(Record set):
^^^^^^^^^^^^^^^^
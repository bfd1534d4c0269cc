use dioxus::prelude::*;

/// A full-screen overlay that centers its children in a modal card.
/// Clicking outside the card triggers `on_close`.
#[component]
pub fn ModalOverlay(on_close: EventHandler<()>, children: Element) -> Element {
    rsx! {
        div {
            class: "modal-overlay",
            onclick: move |_| on_close.call(()),
            div {
                class: "modal",
                onclick: move |evt: Event<MouseData>| evt.stop_propagation(),
                {children}
            }
        }
    }
}
use serde::Deserialize;

/// Error body shape the backend uses for every rejection.
#[derive(Debug, Deserialize)]
struct ErrorBody {
    detail: String,
}

/// Failure of a backend call.
#[derive(Debug, thiserror::Error)]
pub enum ApiError {
    #[error("network error: {0}")]
    Network(#[from] reqwest::Error),

    #[error("invalid response body: {0}")]
    Decode(String),

    /// The backend rejected the request. `detail` carries the human-readable
    /// message from the response body when one was present.
    #[error("backend rejected request ({status}): {detail}")]
    Api { status: u16, detail: String },
}

impl ApiError {
    /// Build an [`ApiError::Api`] from a status code and raw response body,
    /// extracting the `{"detail": "..."}` message when the body carries one.
    pub fn from_response(status: u16, body: &str) -> Self {
        let detail = match serde_json::from_str::<ErrorBody>(body) {
            Ok(parsed) => parsed.detail,
            Err(_) if !body.trim().is_empty() => body.trim().to_string(),
            Err(_) => format!("HTTP {status}"),
        };
        ApiError::Api { status, detail }
    }

    /// Backend-provided message, if the failure was a backend rejection.
    pub fn detail(&self) -> Option<&str> {
        match self {
            ApiError::Api { detail, .. } => Some(detail),
            _ => None,
        }
    }

    /// Message to show the user: the backend's detail when present,
    /// otherwise the caller's generic fallback.
    pub fn user_message(&self, fallback: &str) -> String {
        self.detail().unwrap_or(fallback).to_string()
    }
}

#[cfg(test)]
mod tests {
    use super::*;

    #[test]
    fn test_detail_extracted_from_json_body() {
        let err = ApiError::from_response(401, r#"{"detail": "Invalid email or password"}"#);
        assert_eq!(err.detail(), Some("Invalid email or password"));
        assert_eq!(err.user_message("fallback"), "Invalid email or password");
    }

    #[test]
    fn test_raw_body_used_when_not_json() {
        let err = ApiError::from_response(502, "Bad Gateway");
        assert_eq!(err.detail(), Some("Bad Gateway"));
    }

    #[test]
    fn test_empty_body_falls_back_to_status() {
        let err = ApiError::from_response(500, "  ");
        assert_eq!(err.detail(), Some("HTTP 500"));
    }

    #[test]
    fn test_user_message_fallback_for_decode_errors() {
        let err = ApiError::Decode("truncated".into());
        assert_eq!(err.detail(), None);
        assert_eq!(err.user_message("Something went wrong"), "Something went wrong");
    }
}
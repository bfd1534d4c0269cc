//! Authentication context and hooks for the UI.

use api::{storage, ApiClient, ApiError, UserInfo};
use dioxus::prelude::*;

/// Authentication state for the application.
#[derive(Debug, Clone, PartialEq)]
pub struct AuthState {
    pub user: Option<UserInfo>,
    /// True while the persisted token is still being resolved; route guards
    /// must treat the session as indeterminate until this clears.
    pub loading: bool,
}

impl Default for AuthState {
    fn default() -> Self {
        Self {
            user: None,
            loading: true,
        }
    }
}

/// Get the current authentication state.
/// Returns a signal that updates when the user logs in or out.
pub fn use_auth() -> Signal<AuthState> {
    use_context::<Signal<AuthState>>()
}

/// Provider component that manages authentication state.
/// Wrap your app with this component to enable authentication.
///
/// On mount, a persisted token is resolved against `/auth/me`. A token the
/// backend no longer accepts is cleared and the session treated as logged
/// out, so the user is never left stuck on the loading screen.
#[component]
pub fn AuthProvider(children: Element) -> Element {
    let client = crate::use_api();
    let mut auth_state = use_signal(AuthState::default);

    let _ = use_resource(move || {
        let client = client.clone();
        async move {
            if storage::token().is_none() {
                auth_state.set(AuthState {
                    user: None,
                    loading: false,
                });
                return;
            }
            match client.current_user().await {
                Ok(user) => {
                    storage::save_user(&user);
                    auth_state.set(AuthState {
                        user: Some(user),
                        loading: false,
                    });
                }
                Err(err) => {
                    tracing::warn!("persisted token rejected, clearing session: {err}");
                    storage::clear_session();
                    auth_state.set(AuthState {
                        user: None,
                        loading: false,
                    });
                }
            }
        }
    });

    use_context_provider(|| auth_state);

    rsx! {
        {children}
    }
}

/// Authenticate against the backend, persist the returned token, and resolve
/// the user profile into the session state.
pub async fn log_in(
    client: &ApiClient,
    mut auth: Signal<AuthState>,
    email: &str,
    password: &str,
) -> Result<(), ApiError> {
    let token = client.login(email, password).await?;
    storage::save_token(&token.access_token);

    match client.current_user().await {
        Ok(user) => {
            storage::save_user(&user);
            auth.set(AuthState {
                user: Some(user),
                loading: false,
            });
            Ok(())
        }
        Err(err) => {
            storage::clear_session();
            Err(err)
        }
    }
}

/// Clear the persisted token and the in-memory user. No server round-trip.
pub fn log_out(mut auth: Signal<AuthState>) {
    storage::clear_session();
    auth.set(AuthState {
        user: None,
        loading: false,
    });
}
//! Dashboard: the account list and the selected account's transactions.
//! Authenticated-only.
//!
//! The account list is the only holder of account state; it is re-fetched
//! wholesale after every mutation (create, deposit, withdraw, transfer) so
//! displayed balances are always backend truth, never client arithmetic.

use api::Account;
use dioxus::prelude::*;

use ui::{show_error, use_api, use_auth, use_toasts, AccountsPanel, TransactionsPanel};

use crate::Route;

#[component]
pub fn Dashboard() -> Element {
    let client = use_api();
    let auth = use_auth();
    let nav = use_navigator();
    let toasts = use_toasts();
    let mut accounts = use_signal(Vec::<Account>::new);
    let mut selected_id = use_signal(|| Option::<i64>::None);
    let mut loading = use_signal(|| true);

    let fetch_accounts = use_callback({
        let client = client.clone();
        move |()| {
            let client = client.clone();
            let Some(user_id) = auth.peek().user.as_ref().map(|u| u.id) else {
                return;
            };
            spawn(async move {
                match client.user_accounts(user_id).await {
                    Ok(list) => {
                        // Keep the current selection when it survives the
                        // refresh, else fall back to the first account.
                        let current = *selected_id.peek();
                        let next = current
                            .filter(|id| list.iter().any(|a| a.id == *id))
                            .or_else(|| list.first().map(|a| a.id));
                        selected_id.set(next);
                        accounts.set(list);
                    }
                    Err(err) => {
                        show_error(toasts, err.user_message("Failed to load accounts"));
                    }
                }
                loading.set(false);
            });
        }
    });

    use_effect(move || {
        if auth().user.is_some() {
            fetch_accounts.call(());
        }
    });

    if auth().loading {
        return rsx! { div { class: "loading-app", "Loading…" } };
    }
    let Some(user) = auth().user else {
        nav.replace(Route::Login {});
        return rsx! {};
    };

    let selected_account = accounts()
        .iter()
        .find(|account| Some(account.id) == selected_id())
        .cloned();

    rsx! {
        div {
            class: "dashboard",
            div {
                class: "dashboard-header",
                h1 { "Dashboard" }
                p { "Welcome, {user.greeting_name()}" }
            }

            if loading() {
                div { class: "loading", "Loading…" }
            } else {
                div {
                    class: "dashboard-grid",
                    div {
                        class: "accounts-section",
                        AccountsPanel {
                            accounts: accounts(),
                            selected_id: selected_id(),
                            on_select: move |id| selected_id.set(Some(id)),
                            on_refresh: move |_| fetch_accounts.call(()),
                        }
                    }
                    div {
                        class: "transactions-section",
                        if let Some(account) = selected_account {
                            TransactionsPanel {
                                account,
                                on_refresh: move |_| fetch_accounts.call(()),
                            }
                        } else {
                            div {
                                class: "no-account",
                                p { "Select an account to see its transactions" }
                            }
                        }
                    }
                }
            }
        }
    }
}
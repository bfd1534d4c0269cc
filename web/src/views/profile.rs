//! Profile view: read-only personal and account information, plus the
//! change-password form. Authenticated-only.

use api::ChangePasswordRequest;
use dioxus::prelude::*;

use ui::validate::validate_change_password;
use ui::{show_error, show_success, use_api, use_auth, use_toasts};

use crate::Route;

#[component]
pub fn Profile() -> Element {
    let auth = use_auth();
    let nav = use_navigator();

    if auth().loading {
        return rsx! { div { class: "loading-app", "Loading…" } };
    }
    let Some(user) = auth().user else {
        nav.replace(Route::Login {});
        return rsx! {};
    };

    let first_name = user.first_name.clone().unwrap_or_else(|| "Not provided".to_string());
    let last_name = user.last_name.clone().unwrap_or_else(|| "Not provided".to_string());
    let phone = user.phone.clone().unwrap_or_else(|| "Not provided".to_string());
    let created = user
        .created_at
        .as_deref()
        .map(|ts| ts.chars().take(10).collect::<String>())
        .unwrap_or_else(|| "Not available".to_string());

    rsx! {
        div {
            class: "profile-container",
            div {
                class: "profile-header",
                h1 { "Personal information" }
                p { "Review and manage your personal details" }
            }

            div {
                class: "profile-card",
                div {
                    class: "profile-section",
                    h2 { "Basic information" }
                    div {
                        class: "info-grid",
                        div {
                            class: "info-item",
                            label { "First name" }
                            div { class: "info-value", "{first_name}" }
                        }
                        div {
                            class: "info-item",
                            label { "Last name" }
                            div { class: "info-value", "{last_name}" }
                        }
                        div {
                            class: "info-item",
                            label { "Email" }
                            div { class: "info-value", "{user.email}" }
                        }
                        div {
                            class: "info-item",
                            label { "Phone" }
                            div { class: "info-value", "{phone}" }
                        }
                    }
                }

                div {
                    class: "profile-section",
                    h2 { "Account information" }
                    div {
                        class: "info-grid",
                        div {
                            class: "info-item",
                            label { "User id" }
                            div { class: "info-value", "{user.id}" }
                        }
                        div {
                            class: "info-item",
                            label { "Member since" }
                            div { class: "info-value", "{created}" }
                        }
                    }
                }
            }

            ChangePasswordCard {}
        }
    }
}

#[component]
fn ChangePasswordCard() -> Element {
    let client = use_api();
    let toasts = use_toasts();
    let mut current = use_signal(String::new);
    let mut new_password = use_signal(String::new);
    let mut confirm = use_signal(String::new);
    let mut submitting = use_signal(|| false);

    let handle_submit = move |evt: FormEvent| {
        evt.prevent_default();

        if let Err(msg) = validate_change_password(&current(), &new_password(), &confirm()) {
            return show_error(toasts, msg);
        }

        let body = ChangePasswordRequest {
            current_password: current(),
            new_password: new_password(),
        };
        let client = client.clone();
        submitting.set(true);
        spawn(async move {
            match client.change_password(&body).await {
                Ok(()) => {
                    show_success(toasts, "Password changed");
                    current.set(String::new());
                    new_password.set(String::new());
                    confirm.set(String::new());
                }
                Err(err) => {
                    show_error(toasts, err.user_message("Failed to change the password"));
                }
            }
            submitting.set(false);
        });
    };

    rsx! {
        div {
            class: "change-password-card",
            h2 { "Change password" }
            p { class: "subtitle", "Use a strong, unique password" }

            form {
                onsubmit: handle_submit,
                div {
                    class: "form-group",
                    label { "Current password" }
                    input {
                        r#type: "password",
                        placeholder: "Enter your current password",
                        value: current(),
                        oninput: move |evt| current.set(evt.value()),
                    }
                }
                div {
                    class: "form-group",
                    label { "New password" }
                    input {
                        r#type: "password",
                        placeholder: "Enter your new password",
                        value: new_password(),
                        oninput: move |evt| new_password.set(evt.value()),
                    }
                    span { class: "hint", "At least 6 characters" }
                }
                div {
                    class: "form-group",
                    label { "Confirm new password" }
                    input {
                        r#type: "password",
                        placeholder: "Confirm your new password",
                        value: confirm(),
                        oninput: move |evt| confirm.set(evt.value()),
                    }
                }
                button {
                    r#type: "submit",
                    class: "submit-btn",
                    disabled: submitting(),
                    if submitting() { "Updating…" } else { "Change password" }
                }
            }
        }
    }
}
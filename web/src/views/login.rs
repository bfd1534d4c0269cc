//! Login page view. Public-only: an authenticated visitor is sent to the
//! dashboard once the session has resolved.

use dioxus::prelude::*;

use ui::validate::validate_login;
use ui::{log_in, show_error, show_success, use_api, use_auth, use_toasts};

use crate::Route;

#[component]
pub fn Login() -> Element {
    let client = use_api();
    let auth = use_auth();
    let nav = use_navigator();
    let toasts = use_toasts();
    let mut email = use_signal(String::new);
    let mut password = use_signal(String::new);
    let mut submitting = use_signal(|| false);

    if auth().loading {
        return rsx! { div { class: "loading-app", "Loading…" } };
    }
    if auth().user.is_some() {
        nav.replace(Route::Dashboard {});
        return rsx! {};
    }

    let handle_submit = move |evt: FormEvent| {
        evt.prevent_default();
        let email_value = email();
        let password_value = password();
        if let Err(msg) = validate_login(&email_value, &password_value) {
            return show_error(toasts, msg);
        }

        let client = client.clone();
        submitting.set(true);
        spawn(async move {
            match log_in(&client, auth, &email_value, &password_value).await {
                Ok(()) => {
                    show_success(toasts, "Signed in");
                    nav.push(Route::Dashboard {});
                }
                Err(err) => {
                    tracing::warn!("login failed: {err}");
                    show_error(toasts, err.user_message("Invalid email or password"));
                    submitting.set(false);
                }
            }
        });
    };

    rsx! {
        div {
            class: "login-container",
            div {
                class: "login-card",
                h2 { "Sign in" }
                p { class: "subtitle", "Access your secure banking space" }

                form {
                    onsubmit: handle_submit,
                    div {
                        class: "form-group",
                        label { "Email" }
                        input {
                            r#type: "email",
                            placeholder: "name@example.com",
                            value: email(),
                            disabled: submitting(),
                            oninput: move |evt| email.set(evt.value()),
                        }
                    }
                    div {
                        class: "form-group",
                        label { "Password" }
                        input {
                            r#type: "password",
                            placeholder: "••••••••",
                            value: password(),
                            disabled: submitting(),
                            oninput: move |evt| password.set(evt.value()),
                        }
                    }
                    button {
                        r#type: "submit",
                        class: "login-btn",
                        disabled: submitting(),
                        if submitting() { "Signing in…" } else { "Sign in" }
                    }
                }

                p {
                    class: "register-link",
                    "New here? "
                    Link { to: Route::Register {}, "Create an account" }
                }
            }
        }
    }
}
^^^^^^^^^^^^^^^^
(Try it): Include the first line of the listing, the line with "u16, detail: String", and every line between them, each repeated exactly, and output only those.

(Task answer):
repository bfd1534d4c0269cc
use dioxus::prelude::*;

/// A full-screen overlay that centers its children in a modal card.
/// Clicking outside the card triggers `on_close`.
#[component]
pub fn ModalOverlay(on_close: EventHandler<()>, children: Element) -> Element {
    rsx! {
        div {
            class: "modal-overlay",
            onclick: move |_| on_close.call(()),
            div {
                class: "modal",
                onclick: move |evt: Event<MouseData>| evt.stop_propagation(),
                {children}
            }
        }
    }
}
use serde::Deserialize;

/// Error body shape the backend uses for every rejection.
#[derive(Debug, Deserialize)]
struct ErrorBody {
    detail: String,
}

/// Failure of a backend call.
#[derive(Debug, thiserror::Error)]
pub enum ApiError {
    #[error("network error: {0}")]
    Network(#[from] reqwest::Error),

    #[error("invalid response body: {0}")]
    Decode(String),

    /// The backend rejected the request. `detail` carries the human-readable
    /// message from the response body when one was present.
    #[error("backend rejected request ({status}): {detail}")]
    Api { status: u16, detail: String },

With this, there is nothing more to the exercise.